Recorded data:
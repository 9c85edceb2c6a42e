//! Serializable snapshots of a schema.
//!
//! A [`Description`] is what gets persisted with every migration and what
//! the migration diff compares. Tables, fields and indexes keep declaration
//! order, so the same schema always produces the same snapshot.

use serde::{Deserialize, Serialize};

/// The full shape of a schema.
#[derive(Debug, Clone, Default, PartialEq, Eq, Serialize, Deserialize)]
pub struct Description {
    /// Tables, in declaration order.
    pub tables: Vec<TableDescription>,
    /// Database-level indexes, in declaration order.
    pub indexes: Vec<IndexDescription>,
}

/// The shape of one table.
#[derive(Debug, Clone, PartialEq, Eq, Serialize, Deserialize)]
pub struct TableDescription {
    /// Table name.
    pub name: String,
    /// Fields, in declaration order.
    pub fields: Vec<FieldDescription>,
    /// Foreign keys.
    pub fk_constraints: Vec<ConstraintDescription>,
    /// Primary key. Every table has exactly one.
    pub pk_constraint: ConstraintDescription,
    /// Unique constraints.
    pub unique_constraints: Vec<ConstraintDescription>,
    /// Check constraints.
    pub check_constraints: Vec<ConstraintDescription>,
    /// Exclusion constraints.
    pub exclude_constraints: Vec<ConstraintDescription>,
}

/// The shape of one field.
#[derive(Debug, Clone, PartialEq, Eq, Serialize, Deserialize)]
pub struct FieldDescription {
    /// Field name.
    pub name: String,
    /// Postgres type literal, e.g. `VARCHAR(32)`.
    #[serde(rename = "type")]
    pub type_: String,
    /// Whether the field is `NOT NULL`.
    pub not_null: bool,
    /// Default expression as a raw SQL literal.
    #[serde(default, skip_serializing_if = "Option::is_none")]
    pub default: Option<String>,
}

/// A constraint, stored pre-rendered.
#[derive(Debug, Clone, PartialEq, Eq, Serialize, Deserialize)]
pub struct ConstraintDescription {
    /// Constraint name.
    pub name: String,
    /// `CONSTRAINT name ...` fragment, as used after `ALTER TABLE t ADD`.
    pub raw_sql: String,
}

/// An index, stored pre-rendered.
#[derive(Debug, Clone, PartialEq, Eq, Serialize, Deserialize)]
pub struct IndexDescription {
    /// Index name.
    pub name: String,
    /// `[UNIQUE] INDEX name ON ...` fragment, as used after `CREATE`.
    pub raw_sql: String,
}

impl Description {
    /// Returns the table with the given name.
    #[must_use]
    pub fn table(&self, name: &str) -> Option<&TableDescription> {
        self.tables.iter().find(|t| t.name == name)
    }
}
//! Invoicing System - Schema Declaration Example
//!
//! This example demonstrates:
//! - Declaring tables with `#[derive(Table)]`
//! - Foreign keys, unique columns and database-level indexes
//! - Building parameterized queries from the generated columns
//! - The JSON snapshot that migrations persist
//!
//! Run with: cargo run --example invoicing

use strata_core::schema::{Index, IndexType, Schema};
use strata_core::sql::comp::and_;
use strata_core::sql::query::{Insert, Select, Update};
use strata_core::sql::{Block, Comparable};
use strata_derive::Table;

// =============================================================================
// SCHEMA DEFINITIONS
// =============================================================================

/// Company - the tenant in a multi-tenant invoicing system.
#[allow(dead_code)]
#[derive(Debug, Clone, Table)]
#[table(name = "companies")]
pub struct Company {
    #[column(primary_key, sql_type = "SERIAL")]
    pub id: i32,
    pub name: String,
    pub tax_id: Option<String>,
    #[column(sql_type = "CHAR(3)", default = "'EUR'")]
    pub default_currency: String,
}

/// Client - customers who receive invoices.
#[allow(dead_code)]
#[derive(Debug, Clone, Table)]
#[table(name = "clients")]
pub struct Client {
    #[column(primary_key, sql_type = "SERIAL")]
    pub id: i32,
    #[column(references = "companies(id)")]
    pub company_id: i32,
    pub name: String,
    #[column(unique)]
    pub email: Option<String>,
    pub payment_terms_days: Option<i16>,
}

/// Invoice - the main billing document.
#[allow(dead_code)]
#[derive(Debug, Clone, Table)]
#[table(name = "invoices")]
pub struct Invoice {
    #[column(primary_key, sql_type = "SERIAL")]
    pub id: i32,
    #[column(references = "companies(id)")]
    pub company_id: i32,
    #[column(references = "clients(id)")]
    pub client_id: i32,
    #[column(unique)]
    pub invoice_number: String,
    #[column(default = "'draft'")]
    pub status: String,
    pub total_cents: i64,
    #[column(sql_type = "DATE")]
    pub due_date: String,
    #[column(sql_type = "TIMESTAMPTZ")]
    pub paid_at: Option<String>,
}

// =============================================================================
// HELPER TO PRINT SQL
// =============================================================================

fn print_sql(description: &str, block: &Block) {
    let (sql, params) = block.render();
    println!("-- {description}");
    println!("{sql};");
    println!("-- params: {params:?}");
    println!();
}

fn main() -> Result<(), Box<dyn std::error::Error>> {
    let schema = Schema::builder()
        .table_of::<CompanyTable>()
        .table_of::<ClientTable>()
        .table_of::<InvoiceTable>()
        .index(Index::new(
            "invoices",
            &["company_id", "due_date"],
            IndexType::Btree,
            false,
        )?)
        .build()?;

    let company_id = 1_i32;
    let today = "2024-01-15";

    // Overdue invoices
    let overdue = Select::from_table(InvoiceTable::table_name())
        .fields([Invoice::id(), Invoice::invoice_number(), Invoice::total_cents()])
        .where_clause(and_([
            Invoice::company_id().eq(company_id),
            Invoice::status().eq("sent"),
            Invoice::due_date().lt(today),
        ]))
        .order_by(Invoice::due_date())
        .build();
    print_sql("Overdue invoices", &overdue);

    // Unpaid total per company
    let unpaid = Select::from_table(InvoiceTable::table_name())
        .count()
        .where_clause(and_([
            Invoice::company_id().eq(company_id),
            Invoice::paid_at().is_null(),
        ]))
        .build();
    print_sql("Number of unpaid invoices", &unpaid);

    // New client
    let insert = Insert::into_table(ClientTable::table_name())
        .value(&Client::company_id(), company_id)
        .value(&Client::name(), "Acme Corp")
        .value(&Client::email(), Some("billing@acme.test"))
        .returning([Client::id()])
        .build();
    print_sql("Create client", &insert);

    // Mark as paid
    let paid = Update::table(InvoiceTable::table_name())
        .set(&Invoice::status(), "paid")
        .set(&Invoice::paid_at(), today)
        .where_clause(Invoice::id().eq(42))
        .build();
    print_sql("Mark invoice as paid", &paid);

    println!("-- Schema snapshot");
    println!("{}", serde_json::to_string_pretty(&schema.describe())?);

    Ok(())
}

TASK OBJECTIVE:
Write the entries out again verbatim, every one of them.

SOLUTION TO THIS EXERCISE:
repository 9c85edceb2c6a42e
//! Serializable snapshots of a schema.
//!
//! A [`Description`] is what gets persisted with every migration and what
//! the migration diff compares. Tables, fields and indexes keep declaration
//! order, so the same schema always produces the same snapshot.

use serde::{Deserialize, Serialize};

/// The full shape of a schema.
#[derive(Debug, Clone, Default, PartialEq, Eq, Serialize, Deserialize)]
pub struct Description {
    /// Tables, in declaration order.
    pub tables: Vec<TableDescription>,
    /// Database-level indexes, in declaration order.
    pub indexes: Vec<IndexDescription>,
}

/// The shape of one table.
#[derive(Debug, Clone, PartialEq, Eq, Serialize, Deserialize)]
pub struct TableDescription {
    /// Table name.
    pub name: String,
    /// Fields, in declaration order.
    pub fields: Vec<FieldDescription>,
    /// Foreign keys.
    pub fk_constraints: Vec<ConstraintDescription>,
    /// Primary key. Every table has exactly one.
    pub pk_constraint: ConstraintDescription,
    /// Unique constraints.
    pub unique_constraints: Vec<ConstraintDescription>,
    /// Check constraints.
    pub check_constraints: Vec<ConstraintDescription>,
    /// Exclusion constraints.
    pub exclude_constraints: Vec<ConstraintDescription>,
}

/// The shape of one field.
#[derive(Debug, Clone, PartialEq, Eq, Serialize, Deserialize)]
pub struct FieldDescription {
    /// Field name.
    pub name: String,
    /// Postgres type literal, e.g. `VARCHAR(32)`.
    #[serde(rename = "type")]
    pub type_: String,
    /// Whether the field is `NOT NULL`.
    pub not_null: bool,
    /// Default expression as a raw SQL literal.
    #[serde(default, skip_serializing_if = "Option::is_none")]
    pub default: Option<String>,
}

/// A constraint, stored pre-rendered.
#[derive(Debug, Clone, PartialEq, Eq, Serialize, Deserialize)]
pub struct ConstraintDescription {
    /// Constraint name.
    pub name: String,
    /// `CONSTRAINT name ...` fragment, as used after `ALTER TABLE t ADD`.
    pub raw_sql: String,
}

/// An index, stored pre-rendered.
#[derive(Debug, Clone, PartialEq, Eq, Serialize, Deserialize)]
pub struct IndexDescription {
    /// Index name.
    pub name: String,
    /// `[UNIQUE] INDEX name ON ...` fragment, as used after `CREATE`.
    pub raw_sql: String,
}

impl Description {
    /// Returns the table with the given name.
    #[must_use]
    pub fn table(&self, name: &str) -> Option<&TableDescription> {
        self.tables.iter().find(|t| t.name == name)
    }
}
//! Invoicing System - Schema Declaration Example
//!
//! This example demonstrates:
//! - Declaring tables with `#[derive(Table)]`
//! - Foreign keys, unique columns and database-level indexes
//! - Building parameterized queries from the generated columns
//! - The JSON snapshot that migrations persist
//!
//! Run with: cargo run --example invoicing

use strata_core::schema::{Index, IndexType, Schema};
use strata_core::sql::comp::and_;
use strata_core::sql::query::{Insert, Select, Update};
use strata_core::sql::{Block, Comparable};
use strata_derive::Table;

// =============================================================================
// SCHEMA DEFINITIONS
// =============================================================================

/// Company - the tenant in a multi-tenant invoicing system.
#[allow(dead_code)]
#[derive(Debug, Clone, Table)]
#[table(name = "companies")]
pub struct Company {
    #[column(primary_key, sql_type = "SERIAL")]
    pub id: i32,
    pub name: String,
    pub tax_id: Option<String>,
    #[column(sql_type = "CHAR(3)", default = "'EUR'")]
    pub default_currency: String,
}

/// Client - customers who receive invoices.
#[allow(dead_code)]
#[derive(Debug, Clone, Table)]
#[table(name = "clients")]
pub struct Client {
    #[column(primary_key, sql_type = "SERIAL")]
    pub id: i32,
    #[column(references = "companies(id)")]
    pub company_id: i32,
    pub name: String,
    #[column(unique)]
    pub email: Option<String>,
    pub payment_terms_days: Option<i16>,
}

/// Invoice - the main billing document.
#[allow(dead_code)]
#[derive(Debug, Clone, Table)]
#[table(name = "invoices")]
pub struct Invoice {
    #[column(primary_key, sql_type = "SERIAL")]
    pub id: i32,
    #[column(references = "companies(id)")]
    pub company_id: i32,
    #[column(references = "clients(id)")]
    pub client_id: i32,
    #[column(unique)]
    pub invoice_number: String,
    #[column(default = "'draft'")]
    pub status: String,
    pub total_cents: i64,
    #[column(sql_type = "DATE")]
    pub due_date: String,
    #[column(sql_type = "TIMESTAMPTZ")]
    pub paid_at: Option<String>,
}

// =============================================================================
// HELPER TO PRINT SQL
// =============================================================================

fn print_sql(description: &str, block: &Block) {
    let (sql, params) = block.render();
    println!("-- {description}");
    println!("{sql};");
    println!("-- params: {params:?}");
    println!();
}

fn main() -> Result<(), Box<dyn std::error::Error>> {
    let schema = Schema::builder()
        .table_of::<CompanyTable>()
        .table_of::<ClientTable>()
        .table_of::<InvoiceTable>()
        .index(Index::new(
            "invoices",
            &["company_id", "due_date"],
            IndexType::Btree,
            false,
        )?)
        .build()?;

    let company_id = 1_i32;
    let today = "2024-01-15";

    // Overdue invoices
    let overdue = Select::from_table(InvoiceTable::table_name())
        .fields([Invoice::id(), Invoice::invoice_number(), Invoice::total_cents()])
        .where_clause(and_([
            Invoice::company_id().eq(company_id),
            Invoice::status().eq("sent"),
            Invoice::due_date().lt(today),
        ]))
        .order_by(Invoice::due_date())
        .build();
    print_sql("Overdue invoices", &overdue);

    // Unpaid total per company
    let unpaid = Select::from_table(InvoiceTable::table_name())
        .count()
        .where_clause(and_([
            Invoice::company_id().eq(company_id),
            Invoice::paid_at().is_null(),
        ]))
        .build();
    print_sql("Number of unpaid invoices", &unpaid);

    // New client
    let insert = Insert::into_table(ClientTable::table_name())
        .value(&Client::company_id(), company_id)
        .value(&Client::name(), "Acme Corp")
        .value(&Client::email(), Some("billing@acme.test"))
        .returning([Client::id()])
        .build();
    print_sql("Create client", &insert);

    // Mark as paid
    let paid = Update::table(InvoiceTable::table_name())
        .set(&Invoice::status(), "paid")
        .set(&Invoice::paid_at(), today)
        .where_clause(Invoice::id().eq(42))
        .build();
    print_sql("Mark invoice as paid", &paid);

    println!("-- Schema snapshot");
    println!("{}", serde_json::to_string_pretty(&schema.describe())?);

    Ok(())
}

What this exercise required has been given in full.